▸ **The data**:
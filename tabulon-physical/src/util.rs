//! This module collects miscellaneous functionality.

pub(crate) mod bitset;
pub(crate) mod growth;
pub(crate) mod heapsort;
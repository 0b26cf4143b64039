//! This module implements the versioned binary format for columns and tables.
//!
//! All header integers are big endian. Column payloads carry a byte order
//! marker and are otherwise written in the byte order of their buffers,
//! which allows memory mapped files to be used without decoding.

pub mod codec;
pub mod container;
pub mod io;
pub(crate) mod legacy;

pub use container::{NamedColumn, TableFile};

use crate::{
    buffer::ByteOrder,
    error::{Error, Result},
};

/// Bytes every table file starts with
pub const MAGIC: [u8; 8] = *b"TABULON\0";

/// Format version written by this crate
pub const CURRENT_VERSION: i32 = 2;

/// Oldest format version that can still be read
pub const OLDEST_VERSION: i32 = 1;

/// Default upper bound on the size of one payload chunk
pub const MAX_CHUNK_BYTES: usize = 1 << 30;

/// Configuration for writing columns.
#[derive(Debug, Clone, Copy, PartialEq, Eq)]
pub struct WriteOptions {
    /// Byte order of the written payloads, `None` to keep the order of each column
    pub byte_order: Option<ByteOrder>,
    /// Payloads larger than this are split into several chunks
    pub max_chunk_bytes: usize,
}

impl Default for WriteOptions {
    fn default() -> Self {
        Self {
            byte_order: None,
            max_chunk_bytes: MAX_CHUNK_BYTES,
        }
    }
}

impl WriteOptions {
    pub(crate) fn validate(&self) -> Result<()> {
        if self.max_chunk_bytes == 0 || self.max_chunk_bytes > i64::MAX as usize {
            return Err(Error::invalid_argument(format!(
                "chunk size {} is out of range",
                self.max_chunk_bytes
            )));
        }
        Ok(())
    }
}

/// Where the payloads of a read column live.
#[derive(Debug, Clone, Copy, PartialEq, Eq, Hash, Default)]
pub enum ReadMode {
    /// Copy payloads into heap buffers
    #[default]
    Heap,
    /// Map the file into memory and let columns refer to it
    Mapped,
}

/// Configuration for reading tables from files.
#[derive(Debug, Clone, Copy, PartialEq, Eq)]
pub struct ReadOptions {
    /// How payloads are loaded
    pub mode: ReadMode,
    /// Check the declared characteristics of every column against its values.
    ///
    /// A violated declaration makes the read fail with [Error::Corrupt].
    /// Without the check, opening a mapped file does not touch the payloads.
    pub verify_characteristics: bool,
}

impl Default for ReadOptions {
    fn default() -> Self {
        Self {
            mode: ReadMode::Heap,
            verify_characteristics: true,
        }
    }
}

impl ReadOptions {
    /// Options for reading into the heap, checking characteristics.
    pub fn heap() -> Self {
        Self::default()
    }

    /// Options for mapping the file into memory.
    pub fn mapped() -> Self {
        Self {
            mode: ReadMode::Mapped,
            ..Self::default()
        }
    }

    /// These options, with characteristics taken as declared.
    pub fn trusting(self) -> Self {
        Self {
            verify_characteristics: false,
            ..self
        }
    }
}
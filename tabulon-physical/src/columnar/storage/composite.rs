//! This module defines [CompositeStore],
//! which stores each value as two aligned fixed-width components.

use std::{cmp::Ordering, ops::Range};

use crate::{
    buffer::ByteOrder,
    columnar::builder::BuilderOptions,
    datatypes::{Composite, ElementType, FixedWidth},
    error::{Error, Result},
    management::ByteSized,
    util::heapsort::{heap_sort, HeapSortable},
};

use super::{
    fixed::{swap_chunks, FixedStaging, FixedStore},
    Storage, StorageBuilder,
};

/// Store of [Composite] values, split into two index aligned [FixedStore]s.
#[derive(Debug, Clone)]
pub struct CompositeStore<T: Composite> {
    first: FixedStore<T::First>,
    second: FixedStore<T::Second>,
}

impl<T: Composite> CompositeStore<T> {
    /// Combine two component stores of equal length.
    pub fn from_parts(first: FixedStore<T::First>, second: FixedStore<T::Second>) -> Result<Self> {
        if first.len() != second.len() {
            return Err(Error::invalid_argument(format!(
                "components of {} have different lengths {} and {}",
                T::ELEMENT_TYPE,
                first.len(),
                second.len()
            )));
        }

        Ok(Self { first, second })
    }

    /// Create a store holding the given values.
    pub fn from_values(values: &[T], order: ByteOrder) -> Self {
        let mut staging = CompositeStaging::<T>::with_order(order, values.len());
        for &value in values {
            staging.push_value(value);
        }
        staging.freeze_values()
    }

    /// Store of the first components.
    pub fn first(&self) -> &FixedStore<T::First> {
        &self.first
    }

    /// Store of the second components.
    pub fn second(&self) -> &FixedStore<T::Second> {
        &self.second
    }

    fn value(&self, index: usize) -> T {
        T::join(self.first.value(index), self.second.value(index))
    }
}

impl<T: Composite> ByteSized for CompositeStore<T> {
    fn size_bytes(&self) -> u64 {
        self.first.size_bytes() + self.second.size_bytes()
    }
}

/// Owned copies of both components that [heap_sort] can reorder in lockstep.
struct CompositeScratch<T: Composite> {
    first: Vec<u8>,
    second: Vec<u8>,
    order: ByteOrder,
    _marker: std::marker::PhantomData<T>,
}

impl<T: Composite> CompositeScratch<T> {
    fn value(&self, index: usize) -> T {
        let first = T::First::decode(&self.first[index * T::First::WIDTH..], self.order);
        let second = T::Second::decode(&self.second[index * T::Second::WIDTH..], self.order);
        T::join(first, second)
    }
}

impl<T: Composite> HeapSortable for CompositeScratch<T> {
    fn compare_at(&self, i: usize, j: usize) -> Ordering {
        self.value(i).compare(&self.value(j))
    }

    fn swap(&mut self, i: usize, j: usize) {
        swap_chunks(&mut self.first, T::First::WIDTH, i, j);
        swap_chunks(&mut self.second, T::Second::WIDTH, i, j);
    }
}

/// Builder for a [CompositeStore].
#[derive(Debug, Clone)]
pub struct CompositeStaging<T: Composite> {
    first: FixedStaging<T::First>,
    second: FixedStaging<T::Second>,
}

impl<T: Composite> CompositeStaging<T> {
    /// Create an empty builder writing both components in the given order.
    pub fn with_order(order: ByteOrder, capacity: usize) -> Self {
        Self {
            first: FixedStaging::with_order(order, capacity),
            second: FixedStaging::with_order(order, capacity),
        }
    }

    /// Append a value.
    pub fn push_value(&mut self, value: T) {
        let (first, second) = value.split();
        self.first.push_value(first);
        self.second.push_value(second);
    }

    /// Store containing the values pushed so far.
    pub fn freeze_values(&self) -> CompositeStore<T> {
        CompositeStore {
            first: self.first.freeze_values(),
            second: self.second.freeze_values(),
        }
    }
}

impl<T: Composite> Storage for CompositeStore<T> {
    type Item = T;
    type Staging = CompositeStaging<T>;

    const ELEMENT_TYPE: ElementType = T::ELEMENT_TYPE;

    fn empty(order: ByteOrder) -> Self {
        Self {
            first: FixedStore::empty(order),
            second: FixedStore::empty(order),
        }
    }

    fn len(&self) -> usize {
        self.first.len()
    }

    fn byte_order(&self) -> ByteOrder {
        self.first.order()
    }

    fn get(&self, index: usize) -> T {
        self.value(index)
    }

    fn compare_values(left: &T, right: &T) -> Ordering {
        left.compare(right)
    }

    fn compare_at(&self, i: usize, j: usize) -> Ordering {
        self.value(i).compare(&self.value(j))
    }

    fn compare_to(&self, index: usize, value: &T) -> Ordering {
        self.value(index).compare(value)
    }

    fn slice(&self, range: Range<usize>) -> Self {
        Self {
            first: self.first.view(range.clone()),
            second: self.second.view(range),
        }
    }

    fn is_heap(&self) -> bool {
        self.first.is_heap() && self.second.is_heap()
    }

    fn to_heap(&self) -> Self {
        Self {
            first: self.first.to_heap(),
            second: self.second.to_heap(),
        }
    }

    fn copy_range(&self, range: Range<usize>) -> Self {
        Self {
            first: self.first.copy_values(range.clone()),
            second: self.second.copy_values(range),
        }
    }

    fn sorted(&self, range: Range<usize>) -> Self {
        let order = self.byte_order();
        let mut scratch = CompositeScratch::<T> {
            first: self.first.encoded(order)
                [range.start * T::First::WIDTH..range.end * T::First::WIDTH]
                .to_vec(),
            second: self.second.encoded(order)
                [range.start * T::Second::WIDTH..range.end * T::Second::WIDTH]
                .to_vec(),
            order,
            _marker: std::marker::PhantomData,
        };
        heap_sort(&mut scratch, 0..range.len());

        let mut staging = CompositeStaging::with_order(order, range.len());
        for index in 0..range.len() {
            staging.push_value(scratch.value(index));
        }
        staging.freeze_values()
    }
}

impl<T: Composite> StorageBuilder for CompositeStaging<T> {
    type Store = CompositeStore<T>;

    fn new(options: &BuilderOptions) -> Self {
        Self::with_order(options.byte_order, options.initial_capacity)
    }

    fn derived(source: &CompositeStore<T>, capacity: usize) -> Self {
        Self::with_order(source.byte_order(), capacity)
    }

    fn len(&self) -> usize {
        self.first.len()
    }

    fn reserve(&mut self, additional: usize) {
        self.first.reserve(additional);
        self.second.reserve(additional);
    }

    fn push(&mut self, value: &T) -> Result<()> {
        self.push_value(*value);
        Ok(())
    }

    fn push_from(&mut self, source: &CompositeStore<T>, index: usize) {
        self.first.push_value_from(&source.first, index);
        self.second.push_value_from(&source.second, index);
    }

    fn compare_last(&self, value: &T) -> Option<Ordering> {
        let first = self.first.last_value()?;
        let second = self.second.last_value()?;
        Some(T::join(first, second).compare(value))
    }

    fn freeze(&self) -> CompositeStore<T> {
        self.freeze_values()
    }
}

▸ **Try it**: Find the lines in the records above that hold the word "declared", and give only how many there are.

▸ **Solution to the problem**: 2